Compute a kernel from a tree ensemble, defined by the fraction of trees of an ensemble in which two observations fall into the same leaf.

Usage

computeForestKernels(bart_model, X_train, X_test = NULL, forest_num = NULL)

Arguments

bart_model: Object of type bartmodel corresponding to a BART model with at least one sample
X_train: "Training" dataframe. In a traditional Gaussian process kriging context, this corresponds to the observations for which outcomes are observed.
X_test: (Optional) "Test" dataframe.
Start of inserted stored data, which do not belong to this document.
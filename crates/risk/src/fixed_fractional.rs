// In crates/risk/src/fixed_fractional.rs

use crate::types::{RejectionReason, RiskConfig, RiskDecision};
use crate::RiskManager;
use core_types::{TradePlan, TradeSignal};
use num_traits::ToPrimitive;
use rust_decimal::Decimal;

/// A risk manager that uses a fixed fractional position sizing model.
///
/// This manager implements three rules, evaluated in order:
/// 1. Vetoes trades without a usable stop (absent, or equal to the entry price).
/// 2. Sizes the position so that hitting the stop loses at most
///    `max_risk_per_trade` of equity, in whole units; vetoes if that is zero.
/// 3. Vetoes trades whose reward-to-risk ratio is below `min_reward_ratio`
///    when a target is known.
#[derive(Debug)]
pub struct FixedFractionalRiskManager {
    /// The configuration for this risk manager instance.
    config: RiskConfig,
}

impl FixedFractionalRiskManager {
    /// Creates a new `FixedFractionalRiskManager` from validated limits.
    pub fn new(config: RiskConfig) -> Self {
        Self { config }
    }
}

impl RiskManager for FixedFractionalRiskManager {
    fn name(&self) -> &'static str {
        "FixedFractionalRiskManager"
    }

    fn config(&self) -> &RiskConfig {
        &self.config
    }

    fn assess(&self, equity: Decimal, signal: &TradeSignal, plan: &TradePlan) -> RiskDecision {
        let entry_price = signal.entry_price;

        // --- Rule 1: a stop we can measure risk against ---
        let Some(stop) = plan.stop else {
            return RiskDecision::reject(RejectionReason::InvalidStop);
        };
        let risk_per_unit = (entry_price - stop).abs();
        if risk_per_unit <= Decimal::ZERO {
            return RiskDecision::reject(RejectionReason::InvalidStop);
        }

        // --- Rule 2: position size for max risk ---
        let max_loss_amount = equity * self.config.max_risk_per_trade;
        // Overflow here means a stop distance too small to be meaningful.
        let Some(raw_quantity) = max_loss_amount.checked_div(risk_per_unit) else {
            return RiskDecision::reject(RejectionReason::InvalidStop);
        };
        let units = raw_quantity.floor();
        if units <= Decimal::ZERO {
            return RiskDecision::reject(RejectionReason::InsufficientEquity);
        }
        let Some(quantity) = units.to_u64() else {
            return RiskDecision::reject(RejectionReason::InvalidStop);
        };

        // --- Rule 3: reward-to-risk ---
        match plan.target {
            Some(target) => {
                let Some(reward_ratio) = (target - entry_price).abs().checked_div(risk_per_unit)
                else {
                    return RiskDecision::reject(RejectionReason::InvalidStop);
                };
                if reward_ratio < self.config.min_reward_ratio {
                    return RiskDecision::reject(RejectionReason::RewardRatioTooLow);
                }
            }
            None if self.config.require_target => {
                return RiskDecision::reject(RejectionReason::MissingTarget);
            }
            None => {}
        }

        RiskDecision::admit(quantity)
    }
}
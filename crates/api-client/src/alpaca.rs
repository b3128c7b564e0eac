// In crates/api-client/src/alpaca.rs

use crate::types::{AlpacaErrorBody, AlpacaLatestQuote, AlpacaOrder, AlpacaOrderRequest};
use crate::{Error, Result};
use app_config::types::AlpacaSettings;
use reqwest::{Client, RequestBuilder, Response, StatusCode};
use rust_decimal::Decimal;
use serde::de::DeserializeOwned;
use std::time::Duration;

/// The client for the Alpaca trading and market data APIs.
#[derive(Debug, Clone)]
pub struct AlpacaClient {
    http_client: Client,
    trading_url: String,
    data_url: String,
    api_key: String,
    api_secret: String,
}

impl AlpacaClient {
    pub fn new(settings: &AlpacaSettings, timeout: Duration) -> Result<Self> {
        Ok(Self {
            http_client: crate::http_client(timeout)?,
            trading_url: settings.trading_base_url().trim_end_matches('/').to_string(),
            data_url: settings.data_url.trim_end_matches('/').to_string(),
            api_key: settings.api_key.clone(),
            api_secret: settings.api_secret.clone(),
        })
    }

    fn authed(&self, request: RequestBuilder) -> RequestBuilder {
        request
            .header("APCA-API-KEY-ID", &self.api_key)
            .header("APCA-API-SECRET-KEY", &self.api_secret)
    }

    /// Fetches the latest quote and returns the ask, or the bid when no ask is posted.
    ///
    /// This corresponds to the `GET /v2/stocks/{symbol}/quotes/latest` endpoint.
    pub async fn latest_price(&self, symbol: &str) -> Result<Decimal> {
        let url = format!("{}/v2/stocks/{}/quotes/latest", self.data_url, symbol);
        let response = self.authed(self.http_client.get(&url)).send().await?;
        let latest: AlpacaLatestQuote = Self::parse(response).await?;

        let quote = latest.quote;
        if quote.ap > Decimal::ZERO {
            Ok(quote.ap)
        } else if quote.bp > Decimal::ZERO {
            Ok(quote.bp)
        } else {
            Err(Error::MissingField("quote.ap"))
        }
    }

    /// Submits an order, including any bracket or OTO legs.
    ///
    /// This corresponds to the `POST /v2/orders` endpoint.
    pub async fn submit_order(&self, order: &AlpacaOrderRequest) -> Result<AlpacaOrder> {
        let url = format!("{}/v2/orders", self.trading_url);
        let response = self
            .authed(self.http_client.post(&url))
            .json(order)
            .send()
            .await?;
        Self::parse(response).await
    }

    /// Looks up an order by its client order id. Returns `Ok(None)` on 404.
    pub async fn order_by_client_id(&self, client_order_id: &str) -> Result<Option<AlpacaOrder>> {
        let url = format!("{}/v2/orders:by_client_order_id", self.trading_url);
        let response = self
            .authed(self.http_client.get(&url))
            .query(&[("client_order_id", client_order_id)])
            .send()
            .await?;
        if response.status() == StatusCode::NOT_FOUND {
            return Ok(None);
        }
        Self::parse(response).await.map(Some)
    }

    async fn parse<T: DeserializeOwned>(response: Response) -> Result<T> {
        let status = response.status();
        let text = response.text().await?;
        if !status.is_success() {
            let message = serde_json::from_str::<AlpacaErrorBody>(&text)
                .map(|body| body.message)
                .unwrap_or(text);
            return Err(Error::Http { status: status.as_u16(), message });
        }
        Ok(serde_json::from_str(&text)?)
    }
}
In a traditional Gaussian process kriging context, this corresponds to the observations for which outcomes are unobserved and must be estimated based on the kernels k(X_test,X_test), k(X_test,X_train), and k(X_train,X_train). If not provided, this function will only compute k(X_train, X_train).
forest_num: (Option) Index of the forest sample to use for kernel computation. If not provided, this function will use the last forest.

Value

List of kernel matrices. If X_test = NULL, the list contains one n_train x n_train matrix, where n_train = nrow(X_train). This matrix is the kernel defined by W_train %*% t(W_train) where W_train is a matrix with n_train rows and as many columns as there are total leaves in an ensemble. If X_test is not NULL, the list contains two more matrices defined by W_test %*% t(W_train) and W_test %*% t(W_test).